**Motivation**

For the last 5 years, I have been advocating the analysis of *k-mer* spectra (in short, the frequencies at which different *k-mers* appear on different datasets) to evaluate genome assemblies. I have been using *k-mers* for many other analyses too, as do most people doing Bioinformatics. I also train others to perform *k-mer* analyses and have a long overdue debt to them to write down a more coherent version of the training. So here it goes, with the hope that it gets more people introduced to this simple and straightforward way to analyse sequence data. It is just counting, and everyone can count.

*k-mers* from a sequence

What is a *k-mer* anyway? A *k-mer* is just a sequence of *k* characters in a string (or nucleotides in a DNA sequence). Now, it is important to remember that to get *all k-mers* from a sequence you need to get the first *k* characters, then move just a single character for the start of the next *k-mer* and so on. Effectively, this will create sequences that overlap in `k-1`

positions.

So, by way of example, the sequence `ATCGATCAC`

contains the following *3-mers* (*k-mer* of size 3):

```
Sequence: ATCGATCAC
3-mer #0: ATC
3-mer #1: TCG
3-mer #2: CGA
3-mer #3: GAT
3-mer #4: ATC
3-mer #5: TCA
3-mer #6: CAC
```

Or, in a nice looking table which we’ll expand later:

Offset | 0 | 1 | 2 | 3 | 4 | 5 | 6 |
---|---|---|---|---|---|---|---|

3-mer |
ATC | TCG | CGA | GAT | ATC | TCA | CAC |

Obviously, we don’t need to use `k=3`

every time, so here you have the same example with `k=4`

:

```
Sequence: ATCGATCAC
4-mer #0: ATCG
4-mer #1: TCGA
4-mer #2: CGAT
4-mer #3: GATC
4-mer #4: ATCA
4-mer #5: TCAC
```

So far, so good, so easy. Notice how there are 1 fewer *4-mer* than *3-mers* in the same sequence. Any sequence of length `L`

will contain `L - k + 1`

*k-mers*, which has implications for *k-mer* analyses when *k* is close to the length of the sequence.
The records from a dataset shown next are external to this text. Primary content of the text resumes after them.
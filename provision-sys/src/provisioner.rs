// SPDX-License-Identifier: GPL-3.0-only

//! End-to-end provisioning of one storage layout
//!
//! Stages run strictly in sequence, each relying on the on-disk state the
//! previous one left behind: wipe (reinstalls only), partitions, RAID
//! arrays, LVM, filesystems, mounts, then the mount table and the legacy
//! disk descriptor. The first fatal error ends the run.

use provision_types::{DiskDescriptorEntry, StorageLayout};
use tracing::{error, info};

use crate::cmd::CommandRunner;
use crate::config::ProvisionConfig;
use crate::error::{ProvisionError, Result};
use crate::format::format_filesystem;
use crate::fstab::{FstabEntry, write_disk_descriptor, write_fstab};
use crate::lvm::LvmOrchestrator;
use crate::mount::{MountOrchestrator, Mounter, efivars_available};
use crate::partition::create_partitions;
use crate::raid::create_array;
use crate::wipe::{WipeSummary, wipe_disks};

/// What a finished run leaves behind
pub struct Provisioned<M: Mounter> {
    /// Still-mounted target root, ready for a chroot; call `teardown` when done
    pub mounts: MountOrchestrator<M>,
    pub wipe: Option<WipeSummary>,
    pub fstab: Vec<FstabEntry>,
    pub descriptor: Vec<DiskDescriptorEntry>,
}

pub struct Provisioner<'a> {
    runner: &'a dyn CommandRunner,
    config: &'a ProvisionConfig,
    reinstall: bool,
}

impl<'a> Provisioner<'a> {
    pub fn new(runner: &'a dyn CommandRunner, config: &'a ProvisionConfig) -> Self {
        Self {
            runner,
            config,
            reinstall: false,
        }
    }

    /// Wipe every eligible host disk before partitioning.
    pub fn reinstall(mut self, reinstall: bool) -> Self {
        self.reinstall = reinstall;
        self
    }

    pub fn run<M: Mounter>(&self, layout: &StorageLayout, mounter: M) -> Result<Provisioned<M>> {
        layout.validate().map_err(ProvisionError::from)?;

        let wipe = if self.reinstall {
            Some(wipe_disks(self.runner, &self.config.wipe)?)
        } else {
            None
        };

        self.build_storage(layout)?;

        let mut mounts = MountOrchestrator::new(&self.config.target_root, mounter);
        match self.populate_target(layout, &mut mounts) {
            Ok((fstab, descriptor)) => {
                info!(
                    "provisioned {} under {}",
                    plural(layout.filesystems.len(), "filesystem"),
                    self.config.target_root.display()
                );
                Ok(Provisioned {
                    mounts,
                    wipe,
                    fstab,
                    descriptor,
                })
            }
            Err(failure) => {
                error!("provisioning failed after mounting began, unmounting: {failure}");
                mounts.teardown();
                Err(failure)
            }
        }
    }

    fn build_storage(&self, layout: &StorageLayout) -> Result<()> {
        for disk in &layout.disks {
            create_partitions(self.runner, disk)?;
        }

        for raid in &layout.raids {
            create_array(self.runner, raid, &self.config.raid)?;
        }

        let mut lvm = LvmOrchestrator::new();
        if !layout.volume_groups.is_empty() {
            lvm.create_volume_groups(self.runner, &layout.volume_groups)?;
        }
        if !layout.logical_volumes.is_empty() {
            lvm.create_logical_volumes(self.runner, &layout.logical_volumes)?;
        }

        for filesystem in &layout.filesystems {
            format_filesystem(self.runner, filesystem)?;
        }
        Ok(())
    }

    fn populate_target<M: Mounter>(
        &self,
        layout: &StorageLayout,
        mounts: &mut MountOrchestrator<M>,
    ) -> Result<(Vec<FstabEntry>, Vec<DiskDescriptorEntry>)> {
        mounts.mount_filesystems(&layout.filesystems)?;
        mounts.mount_special_filesystems(efivars_available(&self.config.efivars_path))?;

        let fstab = write_fstab(
            self.runner,
            mounts.fstab_plans(),
            &self.config.in_target(&self.config.fstab_path),
        )?;
        let descriptor = write_disk_descriptor(
            self.runner,
            &layout.filesystems,
            &self.config.in_target(&self.config.disk_descriptor_path),
        )?;
        Ok((fstab, descriptor))
    }
}

fn plural(count: usize, noun: &str) -> String {
    if count == 1 {
        format!("{count} {noun}")
    } else {
        format!("{count} {noun}s")
    }
}

#[cfg(test)]
mod tests {
    use std::fs;
    use std::path::Path;

    use super::*;
    use crate::cmd::Tool;
    use crate::testing::{RecordingMounter, RecordingRunner, TempDir};

    const LAYOUT: &str = r#"
[[disks]]
device = "/dev/sda"

[[disks.partitions]]
number = 1
label = "efi"
size_mib = 300
gpt_type = "boot"
gpt_guid = "C12A7328-F81F-11D2-BA4B-00A0C93EC93B"

[[disks.partitions]]
number = 2
label = "root"
gpt_type = "linux"

[[raids]]
name = "/dev/md0"
level = "1"
devices = ["/dev/sdb", "/dev/sdc"]

[[volume_groups]]
name = "vg0"
devices = ["/dev/md0"]

[[logical_volumes]]
name = "var"
volume_group = "vg0"

[[filesystems]]
device = "/dev/sda1"
format = "vfat"
mount_path = "/boot/efi"
label = "efi"

[[filesystems]]
device = "/dev/vg0/var"
format = "ext4"
mount_path = "/var"
label = "varlib"

[[filesystems]]
device = "/dev/sda2"
format = "ext4"
mount_path = "/"
label = "root"

[[filesystems]]
device = "tmpfs"
format = "tmpfs"
mount_path = "/tmp"
"#;

    fn config(root: &Path) -> ProvisionConfig {
        let mut config = ProvisionConfig {
            target_root: root.join("target"),
            efivars_path: root.join("no-efivars"),
            ..ProvisionConfig::default()
        };
        config.raid.speed_limit_path = root.join("speed_limit_min");
        config
    }

    fn runner() -> RecordingRunner {
        RecordingRunner::new().respond(Tool::Blkid, "UUID=0000-1111\nTYPE=ext4\n")
    }

    fn first_index(rendered: &[String], prefix: &str) -> usize {
        rendered
            .iter()
            .position(|line| line.starts_with(prefix))
            .unwrap_or_else(|| panic!("no `{prefix}` call in {rendered:?}"))
    }

    #[test]
    fn runs_every_stage_in_order() {
        let temp = TempDir::new();
        let config = config(&temp.path);
        let runner = runner();
        let layout = StorageLayout::from_toml_str(LAYOUT).expect("layout");

        let provisioned = Provisioner::new(&runner, &config)
            .run(&layout, RecordingMounter::new())
            .expect("pipeline succeeds");

        let rendered = runner.rendered();
        let stages = [
            "sgdisk", "mdadm", "vgcreate", "lvcreate", "mkfs.vfat", "mkfs.ext4", "blkid",
        ];
        let positions: Vec<usize> = stages
            .iter()
            .map(|stage| first_index(&rendered, stage))
            .collect();
        assert!(positions.windows(2).all(|pair| pair[0] < pair[1]), "{rendered:?}");

        let mounted: Vec<_> = provisioned
            .mounts
            .mounted()
            .iter()
            .map(|record| {
                record
                    .target
                    .strip_prefix(&config.target_root)
                    .expect("under root")
                    .to_path_buf()
            })
            .collect();
        assert_eq!(mounted[0], Path::new(""));
        assert_eq!(mounted.len(), 3);
        assert_eq!(provisioned.mounts.special().len(), 4);

        assert_eq!(provisioned.fstab.len(), 4);
        let fstab = fs::read_to_string(config.target_root.join("etc/fstab")).expect("fstab");
        assert!(fstab.contains("tmpfs /tmp tmpfs defaults 0 0"));
        assert!(fstab.contains("UUID=0000-1111 / ext4 defaults 0 1"));

        assert_eq!(provisioned.descriptor.len(), 3);
        assert!(config.target_root.join("etc/provision/disk.json").is_file());
        assert_eq!(
            fs::read_to_string(&config.raid.speed_limit_path).expect("tunable"),
            "200000"
        );
        assert!(provisioned.wipe.is_none());
    }

    #[test]
    fn invalid_layout_touches_nothing() {
        let temp = TempDir::new();
        let config = config(&temp.path);
        let runner = runner();
        let mut layout = StorageLayout::from_toml_str(LAYOUT).expect("layout");
        layout.raids[0].spares = 2;

        let error = Provisioner::new(&runner, &config)
            .run(&layout, RecordingMounter::new())
            .err()
            .expect("layout rejected");
        assert!(matches!(error, ProvisionError::InvalidLayout(_)));
        assert!(runner.calls().is_empty());
    }

    #[test]
    fn stage_failure_aborts_before_later_stages() {
        let temp = TempDir::new();
        let config = config(&temp.path);
        let runner = runner().fail(Tool::Mdadm);
        let layout = StorageLayout::from_toml_str(LAYOUT).expect("layout");
        let mounter = RecordingMounter::new();

        let error = Provisioner::new(&runner, &config)
            .run(&layout, mounter)
            .err()
            .expect("raid failure is fatal");
        assert!(error.to_string().starts_with("raid /dev/md0:"));
        assert!(runner.calls_for(Tool::Vgcreate).is_empty());
        assert!(runner.calls_for(Tool::MkfsExt4).is_empty());
    }

    #[test]
    fn mount_failure_unmounts_what_was_mounted() {
        let temp = TempDir::new();
        let config = config(&temp.path);
        let runner = runner();
        let layout = StorageLayout::from_toml_str(LAYOUT).expect("layout");
        let failing = config.target_root.join("var");
        let mounter = RecordingMounter::new().fail_at(failing.clone());

        let error = Provisioner::new(&runner, &config)
            .run(&layout, &mounter)
            .err()
            .expect("mount failure is fatal");
        assert!(error.to_string().starts_with("mount of /dev/vg0/var at /var:"));
        assert!(!config.target_root.join("etc/fstab").exists());

        let attempted = mounter.mounted_targets();
        assert_eq!(attempted.last(), Some(&failing));
        let mut expected: Vec<_> = attempted
            .into_iter()
            .filter(|target| *target != failing)
            .collect();
        expected.reverse();
        assert_eq!(expected, vec![config.target_root.clone()]);
        assert_eq!(mounter.unmounted_targets(), expected);
    }
}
When *k << L*, as typically happens when we chop the millions or billions of bp of a genome into *k-mers* with *k* in the low hundreds or even tens, you can pretend there’s a *k-mer* at every position in the genome and forget about it.

I hope you can easily imagine the many analyses that can be performed with *k-mers*, but if not, don’t worry, I will show some along the way).

### **Why are ***k-mers* so popular ?

*k-mers*so popular ?

Decomposing a sequence into its *k-mers* for analysis allows this set of fixed-size chunks to be analysed rather than the sequence, and this can be more efficient. *K-mers* are very useful in sequence matching (string matching with n-grams has a rich history), and set operations are faster, easier, and there are a lot of readily-available algorithms and techniques to work with them. A simple example: to check if a sequence *S* comes from organism *A* or from organism *B*, assuming the genomes of *A* and *B* are known and sufficiently different, we can check if S contains more *k-mers* present in *A* or in *B*. Yes, there are many tools that do just that.

Basically, using *k-mers* simplifies bioinformatics to counting and comparing whether things are there or not.

## Reverse complement and canonical *k-mers*

**Note: for this section I assume double-strandness is the typical use case. This is a fair assumption, but there will be exceptions*

DNA is normally double stranded, with bases paired on the opposite strands and we normally read (or sequence) on either of the two strands. However, we would like to consider every location of the genome once, no matter on which strand we happened to have landed.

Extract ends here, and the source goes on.